Credit Suisse appoints chief risk officer
Credit Suisse has appointed Goldman Sachs banker David Wildermuth as the lender's new chief risk officer. He will replace Lara Warner, who left in April. Credit Suisse has been tightening up on risk management in the wake of scandals linked to finance firm Greensill Capital and family office Archegos Capital. Joachim Oechslin, Credit Suisse’s chief risk officer until 2019, took over responsibility for risk management when Ms Warner left. He will return to his role as strategic adviser to chief executive Thomas Gottstein when Mr Wildermuth steps in as risk chief.
Private equity firm puts all its employees on vacation
New York headquartered private equity firm Aquiline Capital Partners is putting all staff on vacation in a move that is intended to recognize the efforts made by employees in the high-stakes world of dealmaking and avoid burnout from the physical and mental pressures of the pandemic. Aquiline has more than $6bn in assets and over 60 employees in New York and at its  London office. All internal meetings have been cancelled for the week and staff have been instructed to refrain from phone calls, emails and chatroom messages. An employee will step in if a company owned by Aquiline has an emergency. Reuters notes that the public health emergency has precipitated increased awareness of Wall Street’s work-centred culture and its impact on health. Workers have been speaking out, and employers have been looking at ways to reward them and address the effects of stress. “It’s definitely unusual,” Doug Haynes, president of Council Advisors, a consulting firm that works with senior executives, said of Aquiline’s move.

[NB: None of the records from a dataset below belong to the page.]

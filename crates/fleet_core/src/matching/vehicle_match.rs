use jiff::Timestamp;
use serde::Serialize;

use crate::{data::vehicle::Vehicle, matching::scoring::ScoreBreakdown};

#[derive(Serialize, Debug, Clone, PartialEq)]
pub struct VehicleMatch {
    pub vehicle: Vehicle,
    pub score: f64,
    pub breakdown: ScoreBreakdown,
    pub notes: Vec<String>,
}

/// Ranked result of one matching request.
#[derive(Serialize, Debug, Clone, PartialEq)]
pub struct MatchOutcome {
    pub order_id: String,
    pub min_score: f64,
    pub heuristic_only: bool,
    pub notices: Vec<String>,
    pub matches: Vec<VehicleMatch>,
    pub computed_at: Timestamp,
}

impl MatchOutcome {
    pub fn best_match(&self) -> Option<&VehicleMatch> {
        self.matches.first()
    }

    pub fn is_empty(&self) -> bool {
        self.matches.is_empty()
    }

    pub fn len(&self) -> usize {
        self.matches.len()
    }

    pub fn vehicle_ids(&self) -> impl Iterator<Item = &str> {
        self.matches
            .iter()
            .map(|vehicle_match| vehicle_match.vehicle.vehicle_id.as_str())
    }
}
pub mod cost_breakdown;
mod csv_number;
pub mod dataset;
pub mod delivery_performance;
pub mod feedback;
pub mod inventory;
pub mod order;
pub mod route;
pub mod vehicle;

FCA fires warning to platforms over IT outages
The FCA has warned investment platforms it will no longer tolerate outages during busy market periods and will ramp up its supervisory work to ensure platforms’ operational resilience. In a Dear CEO letter, the FCA said multiple investment platforms suffered systems outages on 9 November 2020, the day Joe Biden secured victory in the US presidential election, triggering record trading volumes. Although the FCA did not name specific platforms, Hargreaves Lansdown and AJ Bell suffered technical issues that prevented many clients trading on 9 November. The FCA said it will no longer accept information technology (IT) outages when the markets are particularly volatile, and investment platforms need to ensure they have contingency plans in place.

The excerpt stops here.